No XII Seminário Internacional da Rede Ibero-americana de Pesquisadores sobre Globalização e Território serão apresentados 197 trabalhos, nos seis grupos temáticos em torno dos quais se organiza a Rede: Sistemas produtivos locais, redes de inovação e desenvolvimento territorial; Desigualdades socioterritoriais; Desenvolvimento territorial, políticas e participação; Mudanças urbanas e metropolitanas; Transformações produtivas e dinâmicas territoriais; e Cidades médias: transformações e perspectiva. Também será apresentado no evento o Plano Diretor de Desenvolvimento Integrado (PDDI) da Região Metropolitana de Belo Horizonte.

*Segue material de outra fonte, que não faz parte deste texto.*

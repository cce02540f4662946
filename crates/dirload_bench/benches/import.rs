//! End-to-end import benchmarks.

use criterion::{criterion_group, criterion_main, BenchmarkId, Criterion, Throughput};
use dirload_bench::utils::{bench_root, generate_people};
use dirload_core::{ImportConfig, Importer, MemorySource};
use std::sync::Arc;
use tempfile::TempDir;

fn config() -> ImportConfig {
    ImportConfig::new()
        .thread_count(4)
        .available_memory(128 * 1024 * 1024)
        .progress_interval(None)
}

/// Benchmark imports with in-memory scratch space.
fn bench_import_memory(c: &mut Criterion) {
    let mut group = c.benchmark_group("import_memory");
    group.sample_size(10);

    for count in [1_000usize, 10_000].iter() {
        group.throughput(Throughput::Elements(*count as u64));
        group.bench_with_input(BenchmarkId::from_parameter(count), count, |b, &count| {
            let entries = generate_people(count, true);
            b.iter(|| {
                let source = Arc::new(MemorySource::new(entries.clone()));
                let report = Importer::new(config(), bench_root()).import(source).unwrap();
                assert_eq!(report.progress.imported, count as u64 + 2);
            });
        });
    }

    group.finish();
}

/// Benchmark imports spilling scratch files to disk.
fn bench_import_file(c: &mut Criterion) {
    let mut group = c.benchmark_group("import_file");
    group.sample_size(10);

    for count in [1_000usize, 10_000].iter() {
        group.throughput(Throughput::Elements(*count as u64));
        group.bench_with_input(BenchmarkId::from_parameter(count), count, |b, &count| {
            let entries = generate_people(count, false);
            let temp_dir = TempDir::new().unwrap();
            b.iter(|| {
                let source = Arc::new(MemorySource::new(entries.clone()));
                let config = config().scratch_dir(temp_dir.path());
                let report = Importer::new(config, bench_root()).import(source).unwrap();
                assert!(report.is_completed());
            });
        });
    }

    group.finish();
}

/// Benchmark append imports without DN validation.
fn bench_import_trusted(c: &mut Criterion) {
    let count = 10_000usize;
    let entries = generate_people(count, false);
    let mut group = c.benchmark_group("import_trusted");
    group.sample_size(10);
    group.throughput(Throughput::Elements(count as u64));
    group.bench_function("skip_dn_validation", |b| {
        b.iter(|| {
            let source = Arc::new(MemorySource::new(entries.clone()));
            let config = config().skip_dn_validation(true);
            Importer::new(config, bench_root()).import(source).unwrap()
        });
    });
    group.finish();
}

criterion_group!(benches, bench_import_memory, bench_import_file, bench_import_trusted);
criterion_main!(benches);
//! Hand-off of one index stream's scratch files from phase one to phase two.
//!
//! A scratch file is a sequence of sorted runs, one per phase-one batch. Its
//! companion `.offsets` file lists the `[begin, end)` byte range of every
//! run as two big-endian `i64`s.

use crate::error::{CoreError, CoreResult};
use crate::index::IndexKey;
use dirload_storage::ScratchBackend;
use parking_lot::Mutex;
use std::sync::Arc;
use tracing::warn;

const RANGE_LEN: usize = 16;

pub(crate) struct IndexManager {
    key: IndexKey,
    name: String,
    state: Mutex<ManagerState>,
}

#[derive(Default)]
struct ManagerState {
    data: Option<Arc<dyn ScratchBackend>>,
    offsets: Option<Arc<dyn ScratchBackend>>,
    buffer_count: usize,
    file_size: u64,
}

impl IndexManager {
    pub(crate) fn new(key: IndexKey) -> Self {
        let name = key.name();
        Self {
            key,
            name,
            state: Mutex::new(ManagerState::default()),
        }
    }

    pub(crate) fn key(&self) -> &IndexKey {
        &self.key
    }

    pub(crate) fn name(&self) -> &str {
        &self.name
    }

    pub(crate) fn is_dn(&self) -> bool {
        self.key.is_dn2id()
    }

    /// Called by the scratch writer once every run is on disk.
    pub(crate) fn set_files(
        &self,
        data: Box<dyn ScratchBackend>,
        offsets: Box<dyn ScratchBackend>,
        buffer_count: usize,
        file_size: u64,
    ) {
        let mut state = self.state.lock();
        state.data = Some(Arc::from(data));
        state.offsets = Some(Arc::from(offsets));
        state.buffer_count = buffer_count;
        state.file_size = file_size;
    }

    /// Number of sorted runs in the scratch file.
    pub(crate) fn buffer_count(&self) -> usize {
        self.state.lock().buffer_count
    }

    #[cfg(test)]
    pub(crate) fn file_size(&self) -> u64 {
        self.state.lock().file_size
    }

    pub(crate) fn data(&self) -> CoreResult<Arc<dyn ScratchBackend>> {
        self.state
            .lock()
            .data
            .clone()
            .ok_or_else(|| CoreError::scratch_corruption(format!("no scratch file for {}", self.name)))
    }

    /// Reads the byte range of every run.
    pub(crate) fn ranges(&self) -> CoreResult<Vec<(u64, u64)>> {
        let (offsets, expected, file_size) = {
            let state = self.state.lock();
            let offsets = state.offsets.clone().ok_or_else(|| {
                CoreError::scratch_corruption(format!("no offsets file for {}", self.name))
            })?;
            (offsets, state.buffer_count, state.file_size)
        };
        let size = offsets.size()?;
        if size != (expected * RANGE_LEN) as u64 {
            return Err(CoreError::scratch_corruption(format!(
                "offsets file of {} holds {size} bytes for {expected} runs",
                self.name
            )));
        }
        let bytes = offsets.read_at(0, size as usize)?;
        let mut ranges = Vec::with_capacity(expected);
        for chunk in bytes.chunks_exact(RANGE_LEN) {
            let begin = i64::from_be_bytes(chunk[..8].try_into().unwrap_or_default());
            let end = i64::from_be_bytes(chunk[8..].try_into().unwrap_or_default());
            if begin < 0 || end < begin || end as u64 > file_size {
                return Err(CoreError::scratch_corruption(format!(
                    "run [{begin}, {end}) of {} is outside the {file_size} byte file",
                    self.name
                )));
            }
            ranges.push((begin as u64, end as u64));
        }
        Ok(ranges)
    }

    /// Drops both scratch files.
    pub(crate) fn cleanup(&self) {
        let mut state = self.state.lock();
        for file in [state.data.take(), state.offsets.take()].into_iter().flatten() {
            if let Err(err) = file.discard() {
                warn!(index = %self.name, error = %err, "could not remove scratch file");
            }
        }
    }
}

/// Encodes one run range for the offsets file.
pub(crate) fn encode_range(begin: u64, end: u64) -> [u8; RANGE_LEN] {
    let mut out = [0u8; RANGE_LEN];
    out[..8].copy_from_slice(&(begin as i64).to_be_bytes());
    out[8..].copy_from_slice(&(end as i64).to_be_bytes());
    out
}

Confira a programação no site www.rii2012.com.br.

A Rede é a instituição que mantém o intercâmbio de pesquisadores ibero-americanos nas temáticas urbanas e regionais. Seu grande ideólogo, segundo o professor Campolina, é o chileno Carlos de Mattos, que preside o Comitê Científico. Ele foi funcionário das Nações Unidas e hoje é docente na Universidade Católica do Chile. O comitê científico da entidade é composto por representantes de nove países.

Ao lado de Campolina, como representante do Brasil, estava a professora Ana Clara Torres Ribeiro, que faleceu em dezembro de 2011 e será homenageada durante o encontro. Socióloga, doutora em Ciências Humanas pela Universidade de São Paulo, Ana Clara foi professora do Instituto de Pesquisa e Planejamento Regional (Ippur), da Universidade Federal do Rio de Janeiro, desde 1987 e pesquisadora 1A do Conselho Nacional de Desenvolvimento Científico e Tecnológico (CNPq). Presidiu, a partir de maio de 2011, a Associação Nacional de Pós-Graduação e Pesquisa em Planejamento Urbano e Regional (Anpur).